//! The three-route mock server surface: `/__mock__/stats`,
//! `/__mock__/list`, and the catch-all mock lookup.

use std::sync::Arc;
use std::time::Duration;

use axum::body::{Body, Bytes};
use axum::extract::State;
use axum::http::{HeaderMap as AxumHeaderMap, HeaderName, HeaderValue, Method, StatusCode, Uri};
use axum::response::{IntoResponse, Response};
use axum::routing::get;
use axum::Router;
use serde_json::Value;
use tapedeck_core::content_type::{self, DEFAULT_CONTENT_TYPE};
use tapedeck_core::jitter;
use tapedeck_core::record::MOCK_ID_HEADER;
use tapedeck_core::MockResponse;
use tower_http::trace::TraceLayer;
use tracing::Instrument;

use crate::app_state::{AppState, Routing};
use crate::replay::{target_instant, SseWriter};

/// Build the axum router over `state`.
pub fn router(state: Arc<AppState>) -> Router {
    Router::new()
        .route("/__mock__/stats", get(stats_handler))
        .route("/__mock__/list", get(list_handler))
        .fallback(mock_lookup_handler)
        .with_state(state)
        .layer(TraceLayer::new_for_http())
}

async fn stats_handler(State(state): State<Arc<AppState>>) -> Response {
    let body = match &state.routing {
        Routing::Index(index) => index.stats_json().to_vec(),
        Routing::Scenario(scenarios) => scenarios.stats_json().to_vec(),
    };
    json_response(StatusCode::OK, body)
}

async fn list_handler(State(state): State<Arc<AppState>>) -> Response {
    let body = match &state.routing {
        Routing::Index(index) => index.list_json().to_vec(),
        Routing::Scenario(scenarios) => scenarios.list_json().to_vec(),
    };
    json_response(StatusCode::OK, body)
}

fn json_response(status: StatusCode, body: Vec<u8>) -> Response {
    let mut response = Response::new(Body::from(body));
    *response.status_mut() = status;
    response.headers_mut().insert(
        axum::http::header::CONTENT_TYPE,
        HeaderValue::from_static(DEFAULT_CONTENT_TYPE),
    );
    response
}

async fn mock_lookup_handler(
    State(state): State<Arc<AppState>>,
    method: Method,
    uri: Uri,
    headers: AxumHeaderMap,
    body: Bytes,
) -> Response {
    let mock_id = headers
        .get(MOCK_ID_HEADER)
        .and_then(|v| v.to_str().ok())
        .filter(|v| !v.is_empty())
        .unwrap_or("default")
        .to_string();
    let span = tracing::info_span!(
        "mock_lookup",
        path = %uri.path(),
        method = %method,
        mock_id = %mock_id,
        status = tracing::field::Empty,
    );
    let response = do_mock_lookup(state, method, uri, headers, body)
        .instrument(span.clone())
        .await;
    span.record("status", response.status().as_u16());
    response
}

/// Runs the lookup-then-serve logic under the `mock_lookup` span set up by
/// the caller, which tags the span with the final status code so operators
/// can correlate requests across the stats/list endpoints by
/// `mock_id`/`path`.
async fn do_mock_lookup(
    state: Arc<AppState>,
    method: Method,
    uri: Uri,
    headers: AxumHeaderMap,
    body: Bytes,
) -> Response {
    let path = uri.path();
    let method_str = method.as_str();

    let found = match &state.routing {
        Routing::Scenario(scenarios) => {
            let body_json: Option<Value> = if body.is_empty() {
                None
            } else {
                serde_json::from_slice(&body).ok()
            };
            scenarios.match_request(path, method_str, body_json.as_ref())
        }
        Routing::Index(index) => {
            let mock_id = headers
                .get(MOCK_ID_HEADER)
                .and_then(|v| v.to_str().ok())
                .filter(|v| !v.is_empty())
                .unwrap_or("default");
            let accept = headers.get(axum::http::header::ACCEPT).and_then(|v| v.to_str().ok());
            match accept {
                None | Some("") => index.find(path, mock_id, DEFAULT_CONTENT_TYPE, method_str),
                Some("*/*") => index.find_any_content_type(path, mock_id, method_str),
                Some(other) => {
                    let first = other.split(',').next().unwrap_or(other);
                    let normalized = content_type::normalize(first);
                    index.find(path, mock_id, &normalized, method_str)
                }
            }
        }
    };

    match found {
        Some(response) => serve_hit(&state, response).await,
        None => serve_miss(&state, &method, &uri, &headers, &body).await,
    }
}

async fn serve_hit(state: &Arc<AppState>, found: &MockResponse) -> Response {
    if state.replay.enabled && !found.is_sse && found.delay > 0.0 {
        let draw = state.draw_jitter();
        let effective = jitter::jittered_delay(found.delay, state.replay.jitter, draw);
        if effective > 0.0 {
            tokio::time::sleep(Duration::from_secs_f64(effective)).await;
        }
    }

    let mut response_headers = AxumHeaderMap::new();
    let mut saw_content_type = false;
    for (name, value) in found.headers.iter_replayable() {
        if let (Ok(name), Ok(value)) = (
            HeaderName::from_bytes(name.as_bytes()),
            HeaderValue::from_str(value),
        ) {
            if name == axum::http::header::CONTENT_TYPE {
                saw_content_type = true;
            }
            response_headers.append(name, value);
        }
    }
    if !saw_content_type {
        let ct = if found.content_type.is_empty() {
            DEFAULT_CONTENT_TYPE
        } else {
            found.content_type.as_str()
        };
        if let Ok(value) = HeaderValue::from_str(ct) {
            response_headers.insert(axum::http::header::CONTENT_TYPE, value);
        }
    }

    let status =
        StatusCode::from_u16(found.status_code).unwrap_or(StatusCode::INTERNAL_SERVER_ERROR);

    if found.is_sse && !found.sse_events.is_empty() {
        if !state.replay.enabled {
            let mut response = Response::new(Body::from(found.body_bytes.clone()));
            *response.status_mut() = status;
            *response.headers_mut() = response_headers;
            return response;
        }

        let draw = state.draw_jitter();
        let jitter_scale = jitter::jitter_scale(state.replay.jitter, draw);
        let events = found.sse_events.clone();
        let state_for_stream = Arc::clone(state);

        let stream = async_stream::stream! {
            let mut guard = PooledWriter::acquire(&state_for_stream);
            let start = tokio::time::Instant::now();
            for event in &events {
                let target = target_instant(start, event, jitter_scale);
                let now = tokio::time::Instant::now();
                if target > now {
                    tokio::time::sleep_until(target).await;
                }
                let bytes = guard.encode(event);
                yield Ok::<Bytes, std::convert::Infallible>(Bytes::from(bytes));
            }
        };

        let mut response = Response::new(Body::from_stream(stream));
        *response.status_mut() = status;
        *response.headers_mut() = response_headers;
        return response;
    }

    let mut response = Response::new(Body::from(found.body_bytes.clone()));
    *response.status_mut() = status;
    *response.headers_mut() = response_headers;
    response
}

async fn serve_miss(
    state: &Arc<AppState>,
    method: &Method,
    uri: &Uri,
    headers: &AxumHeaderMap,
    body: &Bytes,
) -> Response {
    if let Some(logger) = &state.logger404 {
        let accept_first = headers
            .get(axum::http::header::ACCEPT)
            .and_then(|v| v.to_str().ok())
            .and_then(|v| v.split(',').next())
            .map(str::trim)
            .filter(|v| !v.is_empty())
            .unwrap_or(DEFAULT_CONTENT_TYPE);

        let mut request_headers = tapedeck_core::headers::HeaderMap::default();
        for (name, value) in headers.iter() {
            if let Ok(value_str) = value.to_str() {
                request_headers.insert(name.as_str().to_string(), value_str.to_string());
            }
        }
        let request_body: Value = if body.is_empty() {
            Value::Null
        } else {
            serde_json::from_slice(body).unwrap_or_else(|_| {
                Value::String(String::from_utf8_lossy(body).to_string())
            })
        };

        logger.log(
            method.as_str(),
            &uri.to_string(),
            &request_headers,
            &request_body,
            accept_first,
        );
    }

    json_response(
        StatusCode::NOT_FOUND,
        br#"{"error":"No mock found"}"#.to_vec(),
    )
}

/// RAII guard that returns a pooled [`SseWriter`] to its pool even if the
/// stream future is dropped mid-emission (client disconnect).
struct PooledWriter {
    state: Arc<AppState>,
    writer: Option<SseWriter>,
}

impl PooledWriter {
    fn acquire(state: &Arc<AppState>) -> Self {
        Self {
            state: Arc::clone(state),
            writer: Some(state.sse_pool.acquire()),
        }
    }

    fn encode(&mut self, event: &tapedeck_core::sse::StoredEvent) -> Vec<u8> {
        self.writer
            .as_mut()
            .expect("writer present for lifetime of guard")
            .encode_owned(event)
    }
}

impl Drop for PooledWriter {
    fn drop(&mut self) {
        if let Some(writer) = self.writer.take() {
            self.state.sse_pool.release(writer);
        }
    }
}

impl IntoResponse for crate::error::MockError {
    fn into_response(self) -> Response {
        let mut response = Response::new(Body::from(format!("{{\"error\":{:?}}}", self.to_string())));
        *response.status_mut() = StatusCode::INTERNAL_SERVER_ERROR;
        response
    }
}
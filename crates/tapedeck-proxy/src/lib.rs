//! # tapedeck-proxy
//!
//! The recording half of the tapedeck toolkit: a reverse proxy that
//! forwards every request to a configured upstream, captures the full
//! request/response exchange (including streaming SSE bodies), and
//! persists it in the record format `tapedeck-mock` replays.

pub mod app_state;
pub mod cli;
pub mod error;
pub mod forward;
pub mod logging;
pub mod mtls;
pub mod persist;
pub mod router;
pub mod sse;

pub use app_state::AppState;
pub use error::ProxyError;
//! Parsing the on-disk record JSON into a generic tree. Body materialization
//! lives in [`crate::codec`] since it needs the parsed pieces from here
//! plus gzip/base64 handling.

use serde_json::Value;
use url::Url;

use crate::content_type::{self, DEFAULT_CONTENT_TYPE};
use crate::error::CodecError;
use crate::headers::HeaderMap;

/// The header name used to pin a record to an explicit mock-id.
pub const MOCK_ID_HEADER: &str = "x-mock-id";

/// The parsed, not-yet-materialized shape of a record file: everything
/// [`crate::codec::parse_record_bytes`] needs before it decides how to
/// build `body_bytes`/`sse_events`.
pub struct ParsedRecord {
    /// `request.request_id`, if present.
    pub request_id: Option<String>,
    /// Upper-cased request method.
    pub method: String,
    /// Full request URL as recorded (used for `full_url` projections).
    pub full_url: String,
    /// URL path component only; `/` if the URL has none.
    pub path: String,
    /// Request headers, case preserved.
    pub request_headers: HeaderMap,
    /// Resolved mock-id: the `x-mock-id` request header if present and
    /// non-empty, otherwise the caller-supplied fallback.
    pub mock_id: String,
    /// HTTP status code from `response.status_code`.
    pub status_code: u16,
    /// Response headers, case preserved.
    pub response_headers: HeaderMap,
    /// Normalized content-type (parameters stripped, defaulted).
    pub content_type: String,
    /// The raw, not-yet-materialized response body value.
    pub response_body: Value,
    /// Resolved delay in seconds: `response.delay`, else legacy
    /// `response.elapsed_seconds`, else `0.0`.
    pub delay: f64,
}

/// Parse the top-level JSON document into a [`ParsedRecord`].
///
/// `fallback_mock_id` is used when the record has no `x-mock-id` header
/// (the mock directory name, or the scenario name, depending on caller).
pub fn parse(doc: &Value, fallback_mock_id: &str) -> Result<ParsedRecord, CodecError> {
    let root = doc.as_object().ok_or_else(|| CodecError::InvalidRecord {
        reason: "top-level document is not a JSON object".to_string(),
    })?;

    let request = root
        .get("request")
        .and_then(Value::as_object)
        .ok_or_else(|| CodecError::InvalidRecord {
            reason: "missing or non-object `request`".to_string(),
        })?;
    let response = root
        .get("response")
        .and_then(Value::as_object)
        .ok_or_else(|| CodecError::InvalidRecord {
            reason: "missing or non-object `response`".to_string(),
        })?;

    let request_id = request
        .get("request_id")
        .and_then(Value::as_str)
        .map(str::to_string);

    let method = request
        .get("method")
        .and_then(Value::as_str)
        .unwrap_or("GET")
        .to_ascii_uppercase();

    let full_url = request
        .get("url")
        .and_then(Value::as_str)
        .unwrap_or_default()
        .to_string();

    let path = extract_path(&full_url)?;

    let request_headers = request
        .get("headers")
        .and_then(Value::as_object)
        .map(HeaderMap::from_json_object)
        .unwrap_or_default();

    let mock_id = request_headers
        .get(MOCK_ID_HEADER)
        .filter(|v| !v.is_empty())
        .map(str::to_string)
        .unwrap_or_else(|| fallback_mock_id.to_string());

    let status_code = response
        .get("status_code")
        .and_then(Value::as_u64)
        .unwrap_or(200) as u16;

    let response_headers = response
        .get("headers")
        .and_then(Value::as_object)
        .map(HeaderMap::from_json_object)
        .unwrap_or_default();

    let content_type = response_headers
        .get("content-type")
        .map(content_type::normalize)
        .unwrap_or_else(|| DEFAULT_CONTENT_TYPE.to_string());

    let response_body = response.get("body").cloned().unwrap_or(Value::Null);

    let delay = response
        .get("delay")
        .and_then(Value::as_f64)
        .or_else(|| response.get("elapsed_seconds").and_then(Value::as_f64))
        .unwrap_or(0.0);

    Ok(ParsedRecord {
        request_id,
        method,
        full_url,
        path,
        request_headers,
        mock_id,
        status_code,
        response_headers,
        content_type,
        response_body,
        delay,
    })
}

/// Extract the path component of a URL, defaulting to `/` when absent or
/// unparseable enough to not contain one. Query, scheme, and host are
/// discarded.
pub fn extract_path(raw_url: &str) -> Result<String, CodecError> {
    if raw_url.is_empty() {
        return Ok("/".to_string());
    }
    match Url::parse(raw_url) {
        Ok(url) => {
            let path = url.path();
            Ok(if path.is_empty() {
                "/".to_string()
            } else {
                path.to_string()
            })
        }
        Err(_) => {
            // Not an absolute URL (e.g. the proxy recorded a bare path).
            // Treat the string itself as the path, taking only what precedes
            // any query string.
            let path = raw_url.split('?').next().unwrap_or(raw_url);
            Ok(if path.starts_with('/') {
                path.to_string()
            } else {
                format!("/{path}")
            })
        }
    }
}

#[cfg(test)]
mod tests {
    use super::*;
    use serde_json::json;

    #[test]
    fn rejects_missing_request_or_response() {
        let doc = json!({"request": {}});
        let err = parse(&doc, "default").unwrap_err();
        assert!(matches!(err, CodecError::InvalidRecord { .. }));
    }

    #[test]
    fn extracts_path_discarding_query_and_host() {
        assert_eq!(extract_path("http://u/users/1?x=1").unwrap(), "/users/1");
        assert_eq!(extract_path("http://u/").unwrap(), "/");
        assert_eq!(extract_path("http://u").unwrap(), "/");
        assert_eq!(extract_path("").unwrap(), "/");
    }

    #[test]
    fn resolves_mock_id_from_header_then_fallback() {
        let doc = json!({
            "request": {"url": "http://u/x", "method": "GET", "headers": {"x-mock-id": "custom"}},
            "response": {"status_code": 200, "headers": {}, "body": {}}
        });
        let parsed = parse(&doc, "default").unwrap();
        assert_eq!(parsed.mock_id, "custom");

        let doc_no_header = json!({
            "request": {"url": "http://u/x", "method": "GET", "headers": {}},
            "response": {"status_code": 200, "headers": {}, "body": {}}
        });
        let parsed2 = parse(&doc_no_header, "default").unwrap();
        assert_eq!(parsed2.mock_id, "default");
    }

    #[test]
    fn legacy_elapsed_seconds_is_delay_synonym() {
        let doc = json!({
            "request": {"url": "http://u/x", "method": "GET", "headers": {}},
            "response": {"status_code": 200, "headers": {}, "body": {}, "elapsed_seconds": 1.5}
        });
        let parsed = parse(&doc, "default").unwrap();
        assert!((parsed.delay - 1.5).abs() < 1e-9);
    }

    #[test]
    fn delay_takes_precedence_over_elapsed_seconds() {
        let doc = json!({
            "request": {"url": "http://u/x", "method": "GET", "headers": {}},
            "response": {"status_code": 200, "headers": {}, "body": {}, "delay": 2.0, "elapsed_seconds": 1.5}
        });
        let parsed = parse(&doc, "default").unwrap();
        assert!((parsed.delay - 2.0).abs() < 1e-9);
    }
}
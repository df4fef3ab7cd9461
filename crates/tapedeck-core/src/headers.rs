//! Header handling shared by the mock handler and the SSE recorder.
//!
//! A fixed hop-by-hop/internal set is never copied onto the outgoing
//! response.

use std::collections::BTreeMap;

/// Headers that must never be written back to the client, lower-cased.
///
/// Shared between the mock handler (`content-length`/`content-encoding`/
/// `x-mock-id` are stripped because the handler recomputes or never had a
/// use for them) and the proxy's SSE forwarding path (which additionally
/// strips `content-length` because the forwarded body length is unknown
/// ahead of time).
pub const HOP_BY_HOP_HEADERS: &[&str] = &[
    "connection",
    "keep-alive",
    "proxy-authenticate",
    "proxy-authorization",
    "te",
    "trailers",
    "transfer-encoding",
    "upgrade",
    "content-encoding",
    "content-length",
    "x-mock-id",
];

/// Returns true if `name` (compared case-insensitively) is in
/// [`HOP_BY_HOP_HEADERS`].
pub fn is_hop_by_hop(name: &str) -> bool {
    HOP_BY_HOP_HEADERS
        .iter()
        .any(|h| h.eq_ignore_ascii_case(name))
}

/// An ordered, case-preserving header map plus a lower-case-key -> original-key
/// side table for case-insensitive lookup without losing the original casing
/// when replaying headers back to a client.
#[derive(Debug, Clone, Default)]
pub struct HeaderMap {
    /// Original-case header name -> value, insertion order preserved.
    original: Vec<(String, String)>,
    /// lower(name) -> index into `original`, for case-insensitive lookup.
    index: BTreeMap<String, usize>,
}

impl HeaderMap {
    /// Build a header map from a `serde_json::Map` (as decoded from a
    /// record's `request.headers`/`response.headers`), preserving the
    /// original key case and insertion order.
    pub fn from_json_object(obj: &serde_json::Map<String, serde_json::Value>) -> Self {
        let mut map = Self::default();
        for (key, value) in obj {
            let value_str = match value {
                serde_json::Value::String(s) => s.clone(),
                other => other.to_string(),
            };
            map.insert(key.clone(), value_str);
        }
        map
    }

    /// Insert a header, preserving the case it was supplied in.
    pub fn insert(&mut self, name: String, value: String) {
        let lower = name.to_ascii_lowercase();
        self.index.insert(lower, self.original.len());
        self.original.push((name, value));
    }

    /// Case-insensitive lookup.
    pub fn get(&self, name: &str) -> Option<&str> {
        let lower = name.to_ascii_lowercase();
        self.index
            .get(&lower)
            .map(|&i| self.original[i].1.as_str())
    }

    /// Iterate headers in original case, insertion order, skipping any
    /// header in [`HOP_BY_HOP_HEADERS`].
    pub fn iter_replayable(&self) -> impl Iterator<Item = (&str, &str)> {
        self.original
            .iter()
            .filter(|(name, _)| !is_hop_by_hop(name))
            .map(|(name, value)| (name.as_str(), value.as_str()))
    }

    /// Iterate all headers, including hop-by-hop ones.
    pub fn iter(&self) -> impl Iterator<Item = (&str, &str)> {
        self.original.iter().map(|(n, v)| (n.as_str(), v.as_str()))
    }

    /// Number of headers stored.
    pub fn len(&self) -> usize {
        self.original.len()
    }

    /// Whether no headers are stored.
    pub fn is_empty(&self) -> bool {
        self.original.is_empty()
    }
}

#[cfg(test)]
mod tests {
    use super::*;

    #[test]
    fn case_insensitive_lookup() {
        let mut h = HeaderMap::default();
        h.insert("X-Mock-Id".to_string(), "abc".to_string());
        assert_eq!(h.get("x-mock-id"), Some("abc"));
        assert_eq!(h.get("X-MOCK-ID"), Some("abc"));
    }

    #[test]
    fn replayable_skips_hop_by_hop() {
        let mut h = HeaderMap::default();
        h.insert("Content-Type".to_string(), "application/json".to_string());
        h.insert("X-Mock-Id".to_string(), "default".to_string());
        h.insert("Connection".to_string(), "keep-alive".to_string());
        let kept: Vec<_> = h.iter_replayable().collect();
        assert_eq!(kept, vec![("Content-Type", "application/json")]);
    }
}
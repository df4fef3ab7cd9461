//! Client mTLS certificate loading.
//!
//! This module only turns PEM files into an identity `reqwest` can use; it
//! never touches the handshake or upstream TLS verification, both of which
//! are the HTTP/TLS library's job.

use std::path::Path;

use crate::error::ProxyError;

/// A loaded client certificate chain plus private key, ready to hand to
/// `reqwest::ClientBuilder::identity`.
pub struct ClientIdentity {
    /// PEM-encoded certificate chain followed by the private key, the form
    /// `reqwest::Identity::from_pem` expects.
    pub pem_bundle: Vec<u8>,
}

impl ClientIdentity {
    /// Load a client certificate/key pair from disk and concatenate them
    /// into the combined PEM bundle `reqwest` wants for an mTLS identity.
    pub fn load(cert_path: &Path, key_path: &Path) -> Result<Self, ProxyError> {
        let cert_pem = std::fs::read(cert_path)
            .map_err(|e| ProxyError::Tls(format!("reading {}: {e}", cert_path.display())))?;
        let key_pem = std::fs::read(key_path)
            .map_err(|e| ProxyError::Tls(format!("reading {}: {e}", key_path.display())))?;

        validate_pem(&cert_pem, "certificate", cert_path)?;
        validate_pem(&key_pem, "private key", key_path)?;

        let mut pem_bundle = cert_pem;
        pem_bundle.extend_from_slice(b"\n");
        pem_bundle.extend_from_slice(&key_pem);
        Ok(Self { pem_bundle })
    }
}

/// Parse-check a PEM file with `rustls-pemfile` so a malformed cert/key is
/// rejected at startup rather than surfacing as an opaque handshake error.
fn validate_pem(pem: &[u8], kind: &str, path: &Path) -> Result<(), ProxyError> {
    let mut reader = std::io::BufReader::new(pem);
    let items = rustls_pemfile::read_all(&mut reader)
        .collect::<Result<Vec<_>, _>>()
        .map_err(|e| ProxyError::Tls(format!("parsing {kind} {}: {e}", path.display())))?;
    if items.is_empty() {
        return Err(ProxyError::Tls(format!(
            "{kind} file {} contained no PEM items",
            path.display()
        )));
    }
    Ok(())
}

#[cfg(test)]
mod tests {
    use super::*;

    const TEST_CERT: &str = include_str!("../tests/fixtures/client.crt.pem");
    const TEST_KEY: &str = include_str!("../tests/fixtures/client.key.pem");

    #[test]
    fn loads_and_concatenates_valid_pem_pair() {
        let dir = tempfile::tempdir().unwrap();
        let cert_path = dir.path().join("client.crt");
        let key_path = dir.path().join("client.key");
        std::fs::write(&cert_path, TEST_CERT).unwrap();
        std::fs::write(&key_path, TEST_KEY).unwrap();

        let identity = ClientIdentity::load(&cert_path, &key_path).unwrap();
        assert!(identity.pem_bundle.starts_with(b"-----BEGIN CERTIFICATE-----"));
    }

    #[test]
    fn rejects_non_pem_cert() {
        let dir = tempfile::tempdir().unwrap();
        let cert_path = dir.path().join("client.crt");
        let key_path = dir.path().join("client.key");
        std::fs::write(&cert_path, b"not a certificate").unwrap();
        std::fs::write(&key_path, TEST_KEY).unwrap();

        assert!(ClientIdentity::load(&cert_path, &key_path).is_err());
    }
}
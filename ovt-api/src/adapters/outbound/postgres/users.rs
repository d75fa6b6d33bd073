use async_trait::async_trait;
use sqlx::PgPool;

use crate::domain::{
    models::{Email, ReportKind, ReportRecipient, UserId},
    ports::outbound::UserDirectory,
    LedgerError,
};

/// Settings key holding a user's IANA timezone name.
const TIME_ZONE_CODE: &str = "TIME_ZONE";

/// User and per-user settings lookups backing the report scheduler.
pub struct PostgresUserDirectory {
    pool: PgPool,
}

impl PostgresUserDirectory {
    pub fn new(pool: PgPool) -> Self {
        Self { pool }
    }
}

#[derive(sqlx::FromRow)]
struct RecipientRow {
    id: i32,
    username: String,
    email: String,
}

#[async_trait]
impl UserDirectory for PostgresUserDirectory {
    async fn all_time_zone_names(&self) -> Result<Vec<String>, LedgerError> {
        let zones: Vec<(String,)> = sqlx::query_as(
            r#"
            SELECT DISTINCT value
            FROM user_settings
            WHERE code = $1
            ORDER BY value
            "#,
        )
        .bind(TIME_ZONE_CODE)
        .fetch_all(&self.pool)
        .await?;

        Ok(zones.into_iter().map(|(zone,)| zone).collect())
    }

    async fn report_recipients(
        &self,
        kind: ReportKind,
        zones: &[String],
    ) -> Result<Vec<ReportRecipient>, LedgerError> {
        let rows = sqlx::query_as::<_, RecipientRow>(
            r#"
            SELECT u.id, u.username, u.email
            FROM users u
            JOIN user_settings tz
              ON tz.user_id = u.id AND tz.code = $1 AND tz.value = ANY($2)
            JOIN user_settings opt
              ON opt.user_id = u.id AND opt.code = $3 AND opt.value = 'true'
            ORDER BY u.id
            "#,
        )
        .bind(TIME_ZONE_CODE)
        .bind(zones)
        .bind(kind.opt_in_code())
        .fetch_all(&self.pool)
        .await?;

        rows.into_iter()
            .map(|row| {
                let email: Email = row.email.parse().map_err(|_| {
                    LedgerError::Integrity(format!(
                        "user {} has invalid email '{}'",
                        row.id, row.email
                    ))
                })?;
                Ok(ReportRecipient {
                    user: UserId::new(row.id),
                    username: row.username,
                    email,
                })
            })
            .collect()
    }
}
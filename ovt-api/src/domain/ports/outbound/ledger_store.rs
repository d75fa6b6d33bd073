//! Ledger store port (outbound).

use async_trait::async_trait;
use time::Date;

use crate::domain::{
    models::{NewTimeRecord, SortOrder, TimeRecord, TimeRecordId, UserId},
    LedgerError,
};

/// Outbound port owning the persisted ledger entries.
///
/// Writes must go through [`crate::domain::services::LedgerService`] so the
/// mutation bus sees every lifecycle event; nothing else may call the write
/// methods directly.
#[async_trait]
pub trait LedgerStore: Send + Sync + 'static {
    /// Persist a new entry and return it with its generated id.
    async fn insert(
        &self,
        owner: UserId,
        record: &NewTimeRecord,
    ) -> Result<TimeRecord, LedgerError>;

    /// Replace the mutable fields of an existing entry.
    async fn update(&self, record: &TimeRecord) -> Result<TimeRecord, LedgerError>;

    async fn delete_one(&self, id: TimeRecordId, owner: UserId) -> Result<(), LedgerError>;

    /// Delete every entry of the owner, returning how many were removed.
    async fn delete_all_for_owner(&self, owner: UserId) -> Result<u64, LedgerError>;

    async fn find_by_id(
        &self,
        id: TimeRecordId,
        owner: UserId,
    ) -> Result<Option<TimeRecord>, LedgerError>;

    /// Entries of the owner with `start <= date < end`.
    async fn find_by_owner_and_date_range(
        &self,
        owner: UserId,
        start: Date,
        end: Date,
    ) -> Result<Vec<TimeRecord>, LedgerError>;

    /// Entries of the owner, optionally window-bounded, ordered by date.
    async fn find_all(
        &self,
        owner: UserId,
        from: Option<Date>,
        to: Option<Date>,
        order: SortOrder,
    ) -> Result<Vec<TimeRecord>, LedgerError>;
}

_ _ _ _ _

Description of the task =>
Once you find the string "span" in a line of the records, copy that line.

Your solution =>
    let span = tracing::info_span!(
        .instrument(span.clone())
    span.record("status", response.status().as_u16());
/// Runs the lookup-then-serve logic under the `mock_lookup` span set up by
/// the caller, which tags the span with the final status code so operators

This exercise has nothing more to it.